Written by Bob Sundstrom
This is BirdNote!
[A few bars of “The Twelve Days of Christmas”]
‘Tis the season, and high time to recognize a traditional Christmas song that teems with birds.
[“Twelve Days of Christmas”]
“The Twelve Days of Christmas” began as a French secular love song. Sung by a woman, her generous “True Love” delivers gifts over the Twelve Days, then reckoned as sunset December Twenty-fifth (the birth of Christ) to sunset January Sixth (the arrival of the Magi). The song’s age is uncertain, but likely dates to at least the Sixteenth Century.
The first seven days’ gifts are all birds. That alliterative “partridge in a pear tree” was probably the Red-legged Partridge. [Gray Partridge] Day Two’s Turtle Doves [Eurasian Collared Doves] are oddly out of season, having migrated out of France to Africa for the winter. The three French hens were domestic fowl. [chickens]

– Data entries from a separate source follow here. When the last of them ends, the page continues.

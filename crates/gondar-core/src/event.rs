//! Event abstractions.
//!
//! Every trackable value implements [`Event`]. Richer shapes are opted into
//! by implementing one of the refined traits and answering the matching
//! capability query, e.g. `as_analytics` returning `Some(self)`. The queries
//! have no default, so an implementor always states which shapes it has;
//! [`impl_event!`](crate::impl_event) writes the answers from a list.
//!
//! ```compile_fail
//! use gondar_core::event::{CustomEvent, Event};
//!
//! #[derive(Debug)]
//! struct LevelUp;
//!
//! impl Event for LevelUp {}
//! impl CustomEvent for LevelUp {}
//! ```

use std::any::type_name;
use std::fmt;

use crate::parameter::{OptionalParameters, Parameters};

/// Trait that all trackable events implement.
pub trait Event: Send + Sync + fmt::Debug {
    /// Stable identifier derived from the concrete type's name.
    fn default_name(&self) -> &'static str {
        short_type_name(std::any::type_name_of_val(self))
    }

    /// Analytics-event view of this value, if it has one.
    fn as_analytics(&self) -> Option<&dyn AnalyticsEvent>;

    /// Custom-event view of this value, if it has one.
    fn as_custom(&self) -> Option<&dyn CustomEvent>;

    /// User-property view of this value, if it has one.
    fn as_user(&self) -> Option<&dyn UserEvent>;
}

/// Implements [`Event`] for a type, answering each capability query from the
/// listed shapes: any of `analytics`, `custom` and `user`. With no list the
/// type is a plain event.
///
/// ```
/// use gondar_core::delivery::{Delivery, route};
/// use gondar_core::event::CustomEvent;
/// use gondar_core::impl_event;
///
/// #[derive(Debug)]
/// struct LevelUp;
///
/// impl CustomEvent for LevelUp {
///     fn name(&self) -> &str {
///         "level_up"
///     }
/// }
///
/// impl_event!(LevelUp: custom);
///
/// assert_eq!(route(&LevelUp).name(), "level_up");
/// ```
///
/// A misspelled shape is rejected:
///
/// ```compile_fail
/// #[derive(Debug)]
/// struct LevelUp;
///
/// gondar_core::impl_event!(LevelUp: custon);
/// ```
#[macro_export]
macro_rules! impl_event {
    (@answer analytics $this:ident analytics $($rest:ident)*) => {
        ::core::option::Option::Some($this)
    };
    (@answer custom $this:ident custom $($rest:ident)*) => {
        ::core::option::Option::Some($this)
    };
    (@answer user $this:ident user $($rest:ident)*) => {
        ::core::option::Option::Some($this)
    };
    (@answer $wanted:ident $this:ident $other:ident $($rest:ident)*) => {
        $crate::impl_event!(@answer $wanted $this $($rest)*)
    };
    (@answer $wanted:ident $this:ident) => {
        ::core::option::Option::None
    };
    (@check analytics) => {};
    (@check custom) => {};
    (@check user) => {};
    (@check $other:ident) => {
        ::core::compile_error!(::core::concat!(
            "unknown event shape `",
            ::core::stringify!($other),
            "`, expected analytics, custom or user"
        ));
    };
    ($ty:ty $(: $($shape:ident),+ $(,)?)?) => {
        $($($crate::impl_event!(@check $shape);)+)?

        impl $crate::event::Event for $ty {
            fn as_analytics(&self) -> ::core::option::Option<&dyn $crate::event::AnalyticsEvent> {
                $crate::impl_event!(@answer analytics self $($($shape)+)?)
            }

            fn as_custom(&self) -> ::core::option::Option<&dyn $crate::event::CustomEvent> {
                $crate::impl_event!(@answer custom self $($($shape)+)?)
            }

            fn as_user(&self) -> ::core::option::Option<&dyn $crate::event::UserEvent> {
                $crate::impl_event!(@answer user self $($($shape)+)?)
            }
        }
    };
}

/// A named occurrence with parameters that are always sent in full.
pub trait CustomEvent: Event {
    /// Event name. Defaults to the derived type name.
    fn name(&self) -> &str {
        self.default_name()
    }

    /// Event parameters.
    fn parameters(&self) -> Option<&Parameters> {
        None
    }
}

/// A user-property update rather than a discrete occurrence.
pub trait UserEvent: Event {
    /// Property name. Defaults to the derived type name.
    fn name(&self) -> &str {
        self.default_name()
    }

    /// New property value; `None` clears the property.
    fn value(&self) -> Option<&str> {
        None
    }
}

/// An event following a backend's reserved analytics schema.
///
/// Parameters may declare keys without values; those are only sent when set.
pub trait AnalyticsEvent: Event {
    /// Reserved event name.
    fn name(&self) -> &str;

    /// Event parameters, with optional values.
    fn parameters(&self) -> Option<&OptionalParameters>;

    /// Backend-specific transaction reference carried by purchase events.
    fn transaction(&self) -> Option<&TransactionRef> {
        None
    }
}

/// Opaque reference to a completed store transaction.
///
/// Only the telemetry sink reads it; every other sink ignores it.
#[derive(Debug, Clone, PartialEq, Eq)]
pub struct TransactionRef {
    transaction_id: u64,
    product_id: String,
}

impl TransactionRef {
    /// Creates a transaction reference.
    #[must_use]
    pub fn new(transaction_id: u64, product_id: impl Into<String>) -> Self {
        Self {
            transaction_id,
            product_id: product_id.into(),
        }
    }

    /// Store-assigned transaction identifier.
    #[must_use]
    pub fn transaction_id(&self) -> u64 {
        self.transaction_id
    }

    /// Identifier of the purchased product.
    #[must_use]
    pub fn product_id(&self) -> &str {
        &self.product_id
    }
}

/// Short name of `T`, e.g. `HomeView` for `my_app::views::HomeView<Props>`.
#[must_use]
pub fn tracking_name<T: ?Sized>() -> &'static str {
    short_type_name(type_name::<T>())
}

/// Short name of the type of `value`.
#[must_use]
pub fn tracking_name_of<T: ?Sized>(value: &T) -> &'static str {
    short_type_name(std::any::type_name_of_val(value))
}

/// Strips the module path and generic arguments from a path type name.
/// Tuples, arrays, slices, references and pointers are returned unchanged.
fn short_type_name(full: &'static str) -> &'static str {
    if !full.starts_with(|c: char| c.is_alphanumeric() || c == '_') {
        return full;
    }
    let base = full.split('<').next().unwrap_or(full);
    base.rsplit("::").next().unwrap_or(base)
}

The four “calling birds” were originally “colly birds,” or birds black as coal. This refers to Europe’s Blackbird, [European Blackbird] an inky cousin of our familiar robin. Day Five’s “gold rings” were traditionally pictured as gold Ring-necked Pheasants. [Ring-necked Pheasant] That leaves six domestic geese and seven water-loving Mute Swans, the common regional species.
[“Twelve Days of Christmas”]
Clearly, birds do bring joy to the Christmas season.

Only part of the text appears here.